Pleiotropic loci identified with two methods

Using the two distinct methods with the thresholds of \(\mathrm{ccFDR}\) < 0.05 and fdr11.GPA < 0.2, we identified 13 and 14 potentially pleiotropic SNPs, respectively. Taken together, 13 significant SNPs were detected to be associated with CBMI and CAD, these SNPs were annotated to 17 genes and located on 7 different chromosomes (Table 2 and Fig. 2). Most of the pleiotropic SNPs were situated in the intronic (54%) and intergenic (31%) regions while two were in the untranslated regions (15%). All of the 13 pleiotropic SNPs were not previously identified to be associated with both CBMI and CAD, only 3 SNP (rs9940128, rs11125884, and rs12429545) and 1 SNP rs13382133 passed genome-wide significance level in the original CBMI and CAD GWASs12,21, respectively. There were 8 SNPs (rs1866146, rs1996023, rs17736503, rs9940128, rs11125884, rs7127507, rs12429545 and rs7531118) previously reported to be associated with adult BMI-related traits22,23, and one SNPs rs9940128 was previously reported to be related with diabetes and high-density lipoprotein-cholesterol (HDL-C)24,25. All of the 17 genes these SNPs annotated to were novel because none of them were previously confirmed to be associated with both CBMI and CAD. More information on these SNPs and genes was presented in Table 2. A large number of the genes were enriched in CBMI and CAD-related terms such as “amino sugar catabolic process”, “regulation of brown fat cell differentiation” and “AP-2 adaptor complex binding”. More information on enrichment analysis was shown in Table 3. All the pleiotropic genes were imported into the STRING database, and only 9 genes were annotated in the PPI network. Those proteins encoded by the 9 genes were enriched into three disparate clusters (Fig. S3). For example, four proteins like FTO, NEGR1, GABRG1, and GPR139 had the interplay in the GNPDA2 cluster and the protein FCHO1 directly interacted with the other protein AAK1.

Table 2 The pleiotropic loci identified by \(\mathrm{cFDR}\) and GPA method (\(\mathrm{ccFDR}\) < 0.05 and fdr11.GPA < 0.2).
Figure 2
figure 2

Conjunction Manhattan plot of \({-\mathrm{log}}_{10}(\mathrm{ccFDR})\) values for CBMI and CAD. The red line marks the \({-\mathrm{log}}_{10}(\mathrm{ccFDR})\) value of 1.3 corresponds to \(\mathrm{ccFDR}\) of 0.05. The figure shows the genomic locations of shared variants and the overlapped genes between CBMI and CAD identified by \(\mathrm{cFDR}\) and GPA method.

Table 3 Gene functional annotation and enrichment result.

Discussion

In this study, by integrating two GWASs summary statistics of CBMI and CAD into \(\mathrm{cFDR}\) and GPA framework, we identified 28 SNPs associated with CBMI, and 13 pleiotropic SNPs between CBMI and CAD. Among those annotated genes, 17 novel genes were found to be pleiotropic.
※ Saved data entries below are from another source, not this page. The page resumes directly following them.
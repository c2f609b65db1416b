use anyhow::Result;
use tracing::info;
use tracing_subscriber::EnvFilter;
use tracing_subscriber::layer::SubscriberExt;
use tracing_subscriber::util::SubscriberInitExt;

/// Initializes tracing for the given component.
///
/// Uses `EnvFilter` (RUST_LOG) with a safe `info` default so production never
/// runs at TRACE by accident.
pub fn init_observability(component: &str) -> Result<()> {
    let env_filter = EnvFilter::try_from_default_env().unwrap_or_else(|_| EnvFilter::new("info"));

    // Default `SystemTime` formatter prints RFC3339 in UTC (`...Z`).
    // Use local time so a configured TZ shows its offset in logs.
    let fmt_layer = tracing_subscriber::fmt::layer()
        .with_timer(tracing_subscriber::fmt::time::ChronoLocal::rfc_3339());

    tracing_subscriber::registry()
        .with(fmt_layer)
        .with(env_filter)
        .try_init()?;

    let environment =
        std::env::var("STAGE").unwrap_or_else(|_| "unknown".to_string());
    info!(component, environment = %environment, "Observability initialized");

    Ok(())
}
In the present study, given the background and the focus of the study, we highlighted the SNPs identified with CBMI and the common SNPs associated with the two phenotypes.

The findings of some genetic signals in present study were consistent with the evidence from previous studies and the pleiotropic enrichment indicated a genetic relationship between CBMI and CAD. Moreover, most loci were not identified in previous genetic researches, indicating the effectivity of the two pleiotropic approaches on the detection of overlapped genetic variants. Meanwhile, the statistical power was largely improved, it was reported that there were about 15–20 times of power increased to detect more variants through a comparison of conditional vs. unconditional FDR approach19, and the statistical power of the GPA method was comparable to that of \(\mathrm{cFDR}\) method20. More importantly, through contrastive analysis, we quantitatively investigated the pleiotropic enrichment evaluation between CBMI and CAD based on the LRT, and robust results were obtained. The findings of polygenic pleiotropy between CBMI and CAD enabled us to further illustrate the overlapped biological mechanisms underlying the different traits or diseases.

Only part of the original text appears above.